Butler finds the most conscious understanding of the radical contingency of sex and gender in the lesbian-feminist work of Monique Wittig. The latter's deconstruction of the textual construction of sex and the naturalized institution of heterosexuality, particularly in her fiction, suggests that it is possible "to become a being whom neither man nor woman fully describes." But Butler complains that Wittig's theoretical work tends to claim a radical disjunction between heterosexual and homosexual economies, thus denying the constitutive function of the heterosexual in the homosexual. The point, says Butler, is not for lesbianism to define itself in exclusion from heterosexuality but to resignify subversively the heterosexual constructs by which it is inevitably partially constituted.

Since, for Butler, sex and gender are not given but enacted, by parodying the natural enactment of gender we can subvert it. Thus drag and cross-dressing are understood as parodies not just of stable gender and sex identities but of the very notions of natural sex and gender themselves. The act of resignification of gender categories through parody is what Butler offers as the way out of the identity-exclusion circuit. And it is here that I found her argument somewhat insubstantial. I wanted more.
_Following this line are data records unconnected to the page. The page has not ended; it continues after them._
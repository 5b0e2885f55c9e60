//! Bounded exponential backoff
//!
//! A `RetryPolicy` only describes the schedule. Callers own the loop, because each
//! component decides differently which failures are worth another attempt.

use std::time::Duration;

use crate::config::RetryConfig;

#[derive(Debug, Clone, PartialEq)]
pub struct RetryPolicy {
    /// Total attempts including the first one (never less than 1)
    pub max_attempts: u32,
    pub initial_backoff: Duration,
    pub max_backoff: Duration,
    pub multiplier: f64,
}

impl Default for RetryPolicy {
    fn default() -> Self {
        Self {
            max_attempts: 3,
            initial_backoff: Duration::from_secs(1),
            max_backoff: Duration::from_secs(30),
            multiplier: 2.0,
        }
    }
}

impl RetryPolicy {
    pub fn from_config(config: &RetryConfig) -> Self {
        Self {
            max_attempts: config.max_attempts.max(1),
            initial_backoff: Duration::from_millis(config.initial_backoff_ms),
            max_backoff: Duration::from_millis(config.max_backoff_ms),
            multiplier: config.multiplier,
        }
    }

    /// A single attempt, no retries
    pub fn once() -> Self {
        Self {
            max_attempts: 1,
            ..Self::default()
        }
    }

    pub fn attempts(&self) -> u32 {
        self.max_attempts.max(1)
    }

    /// Delay to wait after the given failed attempt (1-based)
    pub fn backoff(&self, attempt: u32) -> Duration {
        let exponent = attempt.saturating_sub(1).min(32) as i32;
        let factor = self.multiplier.max(1.0).powi(exponent);
        let millis = (self.initial_backoff.as_millis() as f64 * factor)
            .min(self.max_backoff.as_millis() as f64);

        Duration::from_millis(millis as u64).min(self.max_backoff)
    }
}
use std::path::PathBuf;
use std::process::ExitCode;
use std::time::Duration;

use clap::builder::FalseyValueParser;
use clap::{Parser, ValueEnum};
use mcs_collector::{
    actors::CollectorHandle,
    config::{
        Config, EncoderConfig, McsConfig, PostgresConfig, StorageConfig, Tuning,
        read_tuning_file,
    },
    ingest::CollectorLoop,
};
use tracing::{error, info, level_filters::LevelFilter, trace};
use tracing_subscriber::{filter, layer::SubscriberExt, util::SubscriberInitExt};

#[derive(Debug, Clone, Copy, PartialEq, Eq, ValueEnum)]
enum StorageKind {
    Postgres,
    Sqlite,
    Memory,
}

#[derive(Debug, Clone, Parser)]
#[command(about = "Collects MCS alarms into a relational database")]
struct Args {
    /// Tuning file (JSON)
    #[arg(short)]
    file: Option<String>,

    #[arg(long, env = "MCS_IP_PRIMARY")]
    mcs_ip_primary: Option<String>,

    #[arg(long, env = "MCS_IP_SECONDARY")]
    mcs_ip_secondary: Option<String>,

    #[arg(long, env = "MCS_PORT", default_value_t = 443)]
    mcs_port: u16,

    #[arg(long, env = "MCS_SCHEME", default_value = "https")]
    mcs_scheme: String,

    #[arg(long, env = "MCS_USERNAME")]
    mcs_username: Option<String>,

    #[arg(long, env = "MCS_PASSWORD", hide_env_values = true)]
    mcs_password: Option<String>,

    /// Accept self-signed MCS certificates
    #[arg(long, env = "MCS_INSECURE_TLS", value_parser = FalseyValueParser::new())]
    mcs_insecure_tls: bool,

    /// Poll encoder outputs directly; leave unset to skip that step
    #[arg(long, env = "ENCODER_USERNAME")]
    encoder_username: Option<String>,

    #[arg(long, env = "ENCODER_PASSWORD", hide_env_values = true)]
    encoder_password: Option<String>,

    #[arg(long, env = "ENCODER_SCHEME", default_value = "http")]
    encoder_scheme: String,

    #[arg(long, env = "STORAGE_BACKEND", value_enum, default_value = "postgres")]
    storage: StorageKind,

    #[arg(long, env = "SQLITE_PATH", default_value = "./alarms.db")]
    sqlite_path: PathBuf,

    #[arg(long, env = "SQL_SERVER")]
    sql_server: Option<String>,

    #[arg(long, env = "SQL_PORT", default_value_t = 5432)]
    sql_port: u16,

    #[arg(long, env = "SQL_DATABASE")]
    sql_database: Option<String>,

    #[arg(long, env = "SQL_USERNAME")]
    sql_username: Option<String>,

    #[arg(long, env = "SQL_PASSWORD", hide_env_values = true)]
    sql_password: Option<String>,

    #[arg(long, env = "POLL_INTERVAL_SECS", default_value_t = 60)]
    poll_interval_secs: u64,

    #[arg(long, env = "TOKEN_PATH", default_value = "./tokens/token_storage.json")]
    token_path: PathBuf,

    #[arg(long, env = "LOG_LEVEL", default_value = "info")]
    log_level: LevelFilter,
}

impl Args {
    fn into_config(self, tuning: Tuning) -> Config {
        let storage = match self.storage {
            StorageKind::Memory => StorageConfig::None,
            StorageKind::Sqlite => StorageConfig::Sqlite {
                path: self.sqlite_path,
            },
            StorageKind::Postgres => StorageConfig::Postgres(PostgresConfig {
                host: self.sql_server.unwrap_or_default(),
                port: self.sql_port,
                database: self.sql_database.unwrap_or_default(),
                username: self.sql_username.unwrap_or_default(),
                password: self.sql_password,
            }),
        };

        let encoders = self.encoder_username.map(|username| EncoderConfig {
            username,
            password: self.encoder_password.unwrap_or_default(),
            scheme: self.encoder_scheme,
        });

        Config {
            mcs: McsConfig {
                primary: self.mcs_ip_primary.unwrap_or_default(),
                secondary: self.mcs_ip_secondary.unwrap_or_default(),
                port: self.mcs_port,
                scheme: self.mcs_scheme,
                username: self.mcs_username.unwrap_or_default(),
                password: self.mcs_password.unwrap_or_default(),
                insecure_tls: self.mcs_insecure_tls,
            },
            storage,
            encoders,
            token_path: self.token_path,
            poll_interval: Duration::from_secs(self.poll_interval_secs),
            tuning,
        }
    }
}

fn init(level: LevelFilter) {
    let filter = filter::Targets::new().with_target("mcs_collector", level);
    tracing_subscriber::registry()
        .with(
            tracing_subscriber::fmt::layer()
                .with_writer(std::io::stderr)
                .compact()
                .with_ansi(false),
        )
        .with(filter)
        .init();
}

async fn wait_for_shutdown_signal() -> anyhow::Result<()> {
    let ctrl_c = tokio::signal::ctrl_c();

    #[cfg(unix)]
    {
        let mut sigterm =
            tokio::signal::unix::signal(tokio::signal::unix::SignalKind::terminate())?;
        tokio::select! {
            result = ctrl_c => { result?; info!("received SIGINT"); }
            _ = sigterm.recv() => { info!("received SIGTERM"); }
        }
    }

    #[cfg(not(unix))]
    {
        ctrl_c.await?;
        info!("received CTRL+C");
    }

    Ok(())
}

async fn run(args: Args) -> anyhow::Result<()> {
    let tuning = match &args.file {
        Some(path) => read_tuning_file(path)?,
        None => Tuning::default(),
    };

    let config = args.into_config(tuning);
    trace!("configuration: {config:?}");
    config.validate()?;

    let collector = CollectorLoop::from_config(&config)?;
    info!(
        "polling MCS at {} / {} every {:?}",
        config.mcs.primary_url(),
        config.mcs.secondary_url(),
        config.poll_interval
    );

    let handle = CollectorHandle::spawn(collector, config.poll_interval);

    wait_for_shutdown_signal().await?;
    handle.shutdown().await?;

    info!("shutdown complete");
    Ok(())
}

#[tokio::main]
async fn main() -> ExitCode {
    dotenv::dotenv().ok();
    let args = Args::parse();
    init(args.log_level);
    trace!("started with args: {:?}", args.file);

    match run(args).await {
        Ok(()) => ExitCode::SUCCESS,
        Err(e) => {
            error!("{e:#}");
            ExitCode::FAILURE
        }
    }
}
Informative, provocative and compelling though Gender Trouble is, it suffers from the limitations imposed by its packaging. One of the Thinking Gender series, the book looks deceptively introductory. It is true that, because of Butler's clear, succinct style, even the uninitiated can profit from her work. But, as my partial delineation of the essential structure of her argument has shown, Butler pulls together a diverse set of texts - philosophical, psychoanalytical, anthropological, and literary - raising many more questions than she can possibly address in detail in a work of this length. Her analysis of the dangers of essentialism is convincing but the exhortation to resignify by acting periodically needs more discussion, development and illustration. It could be argued that her purpose - as in most poststructuralist work - was not to design a program but to suggest an orientation and raise a series of interrogations. Certainly her style, which proceeds by posing question after question, would substantiate this claim. We are left with these questions and it is perhaps up to us to work towards the answers.

Heather Wright is a Ph.D. student in English Literature, with special focus on women's writing and feminist theory, at York University.